[Saved entries]
□ □ □ □ □ □ □

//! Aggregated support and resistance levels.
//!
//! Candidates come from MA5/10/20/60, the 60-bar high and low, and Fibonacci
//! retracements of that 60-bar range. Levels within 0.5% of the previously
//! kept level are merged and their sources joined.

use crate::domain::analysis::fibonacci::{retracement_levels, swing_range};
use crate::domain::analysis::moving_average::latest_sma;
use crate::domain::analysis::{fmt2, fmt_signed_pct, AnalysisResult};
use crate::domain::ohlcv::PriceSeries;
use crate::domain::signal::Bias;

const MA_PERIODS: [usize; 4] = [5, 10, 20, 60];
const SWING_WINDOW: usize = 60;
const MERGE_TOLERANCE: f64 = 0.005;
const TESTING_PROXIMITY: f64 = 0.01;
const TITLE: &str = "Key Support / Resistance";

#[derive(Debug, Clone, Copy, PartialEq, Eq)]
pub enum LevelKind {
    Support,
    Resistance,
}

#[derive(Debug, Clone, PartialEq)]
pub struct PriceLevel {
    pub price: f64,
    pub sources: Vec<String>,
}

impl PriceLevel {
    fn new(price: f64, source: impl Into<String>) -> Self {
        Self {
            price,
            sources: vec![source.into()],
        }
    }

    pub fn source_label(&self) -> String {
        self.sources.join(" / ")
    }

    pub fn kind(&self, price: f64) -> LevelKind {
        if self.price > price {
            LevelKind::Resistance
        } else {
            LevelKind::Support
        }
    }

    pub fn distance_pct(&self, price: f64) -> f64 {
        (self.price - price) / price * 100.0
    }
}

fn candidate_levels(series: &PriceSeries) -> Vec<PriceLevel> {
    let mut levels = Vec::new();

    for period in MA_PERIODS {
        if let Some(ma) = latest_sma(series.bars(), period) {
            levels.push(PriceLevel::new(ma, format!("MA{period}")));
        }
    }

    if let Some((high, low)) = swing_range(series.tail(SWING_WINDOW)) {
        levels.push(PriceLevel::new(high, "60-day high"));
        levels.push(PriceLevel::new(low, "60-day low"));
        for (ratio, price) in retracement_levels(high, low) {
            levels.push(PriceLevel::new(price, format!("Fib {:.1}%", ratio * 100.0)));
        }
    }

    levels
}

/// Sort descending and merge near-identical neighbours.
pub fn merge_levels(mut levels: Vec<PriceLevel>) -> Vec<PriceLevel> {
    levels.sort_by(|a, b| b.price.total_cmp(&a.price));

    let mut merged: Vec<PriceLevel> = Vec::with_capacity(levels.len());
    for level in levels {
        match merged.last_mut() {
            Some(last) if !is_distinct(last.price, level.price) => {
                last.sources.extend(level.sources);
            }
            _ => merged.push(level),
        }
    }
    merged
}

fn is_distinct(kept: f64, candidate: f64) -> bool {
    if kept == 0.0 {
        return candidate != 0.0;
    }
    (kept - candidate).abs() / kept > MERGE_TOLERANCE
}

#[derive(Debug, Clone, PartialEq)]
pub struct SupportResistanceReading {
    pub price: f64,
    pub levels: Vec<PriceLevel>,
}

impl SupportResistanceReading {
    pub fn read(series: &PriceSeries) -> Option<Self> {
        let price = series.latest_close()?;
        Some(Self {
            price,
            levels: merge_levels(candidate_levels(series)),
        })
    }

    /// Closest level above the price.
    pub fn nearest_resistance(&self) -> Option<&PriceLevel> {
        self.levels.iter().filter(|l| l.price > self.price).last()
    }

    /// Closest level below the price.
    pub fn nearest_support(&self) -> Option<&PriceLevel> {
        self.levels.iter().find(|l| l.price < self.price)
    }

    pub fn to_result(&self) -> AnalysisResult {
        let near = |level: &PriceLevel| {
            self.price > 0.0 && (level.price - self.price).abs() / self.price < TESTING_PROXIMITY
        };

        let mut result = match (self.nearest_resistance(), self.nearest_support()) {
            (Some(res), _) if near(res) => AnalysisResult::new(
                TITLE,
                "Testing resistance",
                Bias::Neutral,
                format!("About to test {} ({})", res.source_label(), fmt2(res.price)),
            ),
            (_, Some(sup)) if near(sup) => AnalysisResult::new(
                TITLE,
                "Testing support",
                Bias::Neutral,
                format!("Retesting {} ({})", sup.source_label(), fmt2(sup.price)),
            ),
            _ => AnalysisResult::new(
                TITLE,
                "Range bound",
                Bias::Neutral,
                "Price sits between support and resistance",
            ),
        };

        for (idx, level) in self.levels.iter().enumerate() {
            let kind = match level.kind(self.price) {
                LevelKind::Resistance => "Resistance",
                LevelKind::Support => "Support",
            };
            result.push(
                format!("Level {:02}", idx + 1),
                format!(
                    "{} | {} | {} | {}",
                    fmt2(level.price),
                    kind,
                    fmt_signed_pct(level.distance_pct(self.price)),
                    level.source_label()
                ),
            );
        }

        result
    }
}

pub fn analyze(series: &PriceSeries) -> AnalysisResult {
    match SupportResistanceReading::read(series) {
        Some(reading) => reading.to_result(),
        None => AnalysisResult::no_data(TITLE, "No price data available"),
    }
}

□ □ □ □ □ □ □

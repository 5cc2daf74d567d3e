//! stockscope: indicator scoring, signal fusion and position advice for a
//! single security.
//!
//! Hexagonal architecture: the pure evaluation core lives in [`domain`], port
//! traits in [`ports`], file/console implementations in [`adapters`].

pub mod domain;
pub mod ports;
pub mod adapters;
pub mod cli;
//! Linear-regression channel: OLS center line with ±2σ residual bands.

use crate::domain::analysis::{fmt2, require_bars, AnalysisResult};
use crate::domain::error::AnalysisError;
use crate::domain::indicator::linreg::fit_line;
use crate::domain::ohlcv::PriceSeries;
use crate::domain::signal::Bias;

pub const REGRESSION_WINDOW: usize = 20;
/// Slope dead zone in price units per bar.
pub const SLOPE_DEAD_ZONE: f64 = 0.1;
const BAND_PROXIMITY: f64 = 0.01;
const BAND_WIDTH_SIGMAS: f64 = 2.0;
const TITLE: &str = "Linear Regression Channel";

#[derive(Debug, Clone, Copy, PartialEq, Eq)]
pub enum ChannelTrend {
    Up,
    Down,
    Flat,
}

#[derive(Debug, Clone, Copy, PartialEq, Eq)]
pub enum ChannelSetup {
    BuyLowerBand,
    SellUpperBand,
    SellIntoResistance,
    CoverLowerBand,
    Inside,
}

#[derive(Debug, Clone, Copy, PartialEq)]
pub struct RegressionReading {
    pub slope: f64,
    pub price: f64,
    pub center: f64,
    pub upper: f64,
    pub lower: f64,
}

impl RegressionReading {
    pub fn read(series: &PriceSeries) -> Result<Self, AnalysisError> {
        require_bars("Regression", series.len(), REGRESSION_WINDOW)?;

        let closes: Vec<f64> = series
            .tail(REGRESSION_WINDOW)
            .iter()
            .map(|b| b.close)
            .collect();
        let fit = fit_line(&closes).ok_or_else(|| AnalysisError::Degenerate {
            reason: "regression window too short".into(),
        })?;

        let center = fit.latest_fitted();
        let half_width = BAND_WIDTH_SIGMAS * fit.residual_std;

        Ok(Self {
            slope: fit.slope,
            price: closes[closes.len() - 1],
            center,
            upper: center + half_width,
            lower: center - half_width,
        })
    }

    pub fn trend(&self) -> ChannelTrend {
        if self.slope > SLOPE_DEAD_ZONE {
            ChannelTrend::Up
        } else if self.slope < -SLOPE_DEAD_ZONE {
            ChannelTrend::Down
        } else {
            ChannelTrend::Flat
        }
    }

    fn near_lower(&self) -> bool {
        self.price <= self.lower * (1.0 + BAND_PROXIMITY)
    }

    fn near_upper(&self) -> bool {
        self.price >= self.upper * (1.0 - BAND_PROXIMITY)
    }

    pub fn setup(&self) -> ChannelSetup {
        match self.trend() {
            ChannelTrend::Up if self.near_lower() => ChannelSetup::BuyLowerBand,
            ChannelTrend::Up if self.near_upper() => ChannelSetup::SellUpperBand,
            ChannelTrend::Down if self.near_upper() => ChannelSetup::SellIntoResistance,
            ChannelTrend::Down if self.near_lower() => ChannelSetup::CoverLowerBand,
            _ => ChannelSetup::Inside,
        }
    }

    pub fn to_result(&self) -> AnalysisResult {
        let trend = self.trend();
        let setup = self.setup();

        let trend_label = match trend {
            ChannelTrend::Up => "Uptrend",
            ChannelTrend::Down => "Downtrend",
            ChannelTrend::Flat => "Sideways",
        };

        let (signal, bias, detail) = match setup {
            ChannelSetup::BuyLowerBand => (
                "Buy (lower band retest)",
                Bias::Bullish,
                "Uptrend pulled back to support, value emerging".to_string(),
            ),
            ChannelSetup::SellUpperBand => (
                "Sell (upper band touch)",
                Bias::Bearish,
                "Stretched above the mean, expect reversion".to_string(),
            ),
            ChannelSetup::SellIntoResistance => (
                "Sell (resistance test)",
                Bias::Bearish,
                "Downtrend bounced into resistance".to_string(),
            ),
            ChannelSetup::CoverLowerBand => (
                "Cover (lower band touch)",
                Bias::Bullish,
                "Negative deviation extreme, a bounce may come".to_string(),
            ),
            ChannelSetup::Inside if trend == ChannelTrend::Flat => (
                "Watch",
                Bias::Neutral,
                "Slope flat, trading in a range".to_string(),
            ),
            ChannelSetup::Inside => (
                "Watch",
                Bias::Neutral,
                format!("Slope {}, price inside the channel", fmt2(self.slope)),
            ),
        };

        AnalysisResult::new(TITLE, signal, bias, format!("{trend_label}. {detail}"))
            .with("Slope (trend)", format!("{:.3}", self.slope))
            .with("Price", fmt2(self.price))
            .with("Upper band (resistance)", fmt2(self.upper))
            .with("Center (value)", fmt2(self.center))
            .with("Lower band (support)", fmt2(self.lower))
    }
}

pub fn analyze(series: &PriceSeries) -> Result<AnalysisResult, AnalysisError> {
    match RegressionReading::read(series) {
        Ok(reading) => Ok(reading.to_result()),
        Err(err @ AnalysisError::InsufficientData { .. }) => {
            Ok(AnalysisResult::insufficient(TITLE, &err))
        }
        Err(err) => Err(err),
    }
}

□ □ □ □ □ □ □

WORK TASK »
Look above for the line containing "advice for a" and the line containing "pub mod cli;". Transcribe both, with the lines between them, exactly.

ANSWER »
//! stockscope: indicator scoring, signal fusion and position advice for a
//! single security.
//!
//! Hexagonal architecture: the pure evaluation core lives in [`domain`], port
//! traits in [`ports`], file/console implementations in [`adapters`].

pub mod domain;
pub mod ports;
pub mod adapters;
pub mod cli;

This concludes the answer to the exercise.